-- Opening Marker --
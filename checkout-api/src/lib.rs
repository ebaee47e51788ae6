use axum::{
    extract::State,
    http::Method,
    routing::{get, post},
    Json, Router,
};
use serde_json::{json, Value};
use tower_http::cors::CorsLayer;
use tower_http::trace::TraceLayer;

pub mod checkout;
pub mod error;
pub mod state;
pub mod webhooks;

pub use state::AppState;

pub fn app(state: AppState) -> Router {
    // CORS Middleware
    let cors = CorsLayer::new()
        .allow_origin(tower_http::cors::Any)
        .allow_methods([Method::GET, Method::POST, Method::OPTIONS])
        .allow_headers([
            axum::http::header::CONTENT_TYPE,
            axum::http::header::USER_AGENT,
        ]);

    Router::new()
        .route("/health", get(health))
        .route("/webhooks/checkout", post(webhooks::handle_checkout_webhook))
        .route("/v1/orders/{order_id}/checkout", post(checkout::start_checkout))
        .route("/v1/checkout/{order_id}/return", get(checkout::return_from_checkout))
        .route("/v1/checkout/{order_id}/cancel", get(checkout::cancel_checkout))
        .layer(cors)
        .layer(TraceLayer::new_for_http())
        .with_state(state)
}

async fn health(State(state): State<AppState>) -> Json<Value> {
    Json(json!({
        "status": "ok",
        "provider": state.provider.identifier(),
        "name": state.provider.name(),
    }))
}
-- Closing Marker --
> [TASK INSTRUCTIONS]:
Transcribe every record above word for word.

> [WRITTEN RESPONSE]:
filename checkout-api/src/lib.rs
repository ebaee47e51788ae6
use axum::{
    extract::State,
    http::Method,
    routing::{get, post},
    Json, Router,
};
use serde_json::{json, Value};
use tower_http::cors::CorsLayer;
use tower_http::trace::TraceLayer;

pub mod checkout;
pub mod error;
pub mod state;
pub mod webhooks;

pub use state::AppState;

pub fn app(state: AppState) -> Router {
    // CORS Middleware
    let cors = CorsLayer::new()
        .allow_origin(tower_http::cors::Any)
        .allow_methods([Method::GET, Method::POST, Method::OPTIONS])
        .allow_headers([
            axum::http::header::CONTENT_TYPE,
            axum::http::header::USER_AGENT,
        ]);

    Router::new()
        .route("/health", get(health))
        .route("/webhooks/checkout", post(webhooks::handle_checkout_webhook))
        .route("/v1/orders/{order_id}/checkout", post(checkout::start_checkout))
        .route("/v1/checkout/{order_id}/return", get(checkout::return_from_checkout))
        .route("/v1/checkout/{order_id}/cancel", get(checkout::cancel_checkout))
        .layer(cors)
        .layer(TraceLayer::new_for_http())
        .with_state(state)
}

async fn health(State(state): State<AppState>) -> Json<Value> {
    Json(json!({
        "status": "ok",
        "provider": state.provider.identifier(),
        "name": state.provider.name(),
    }))
}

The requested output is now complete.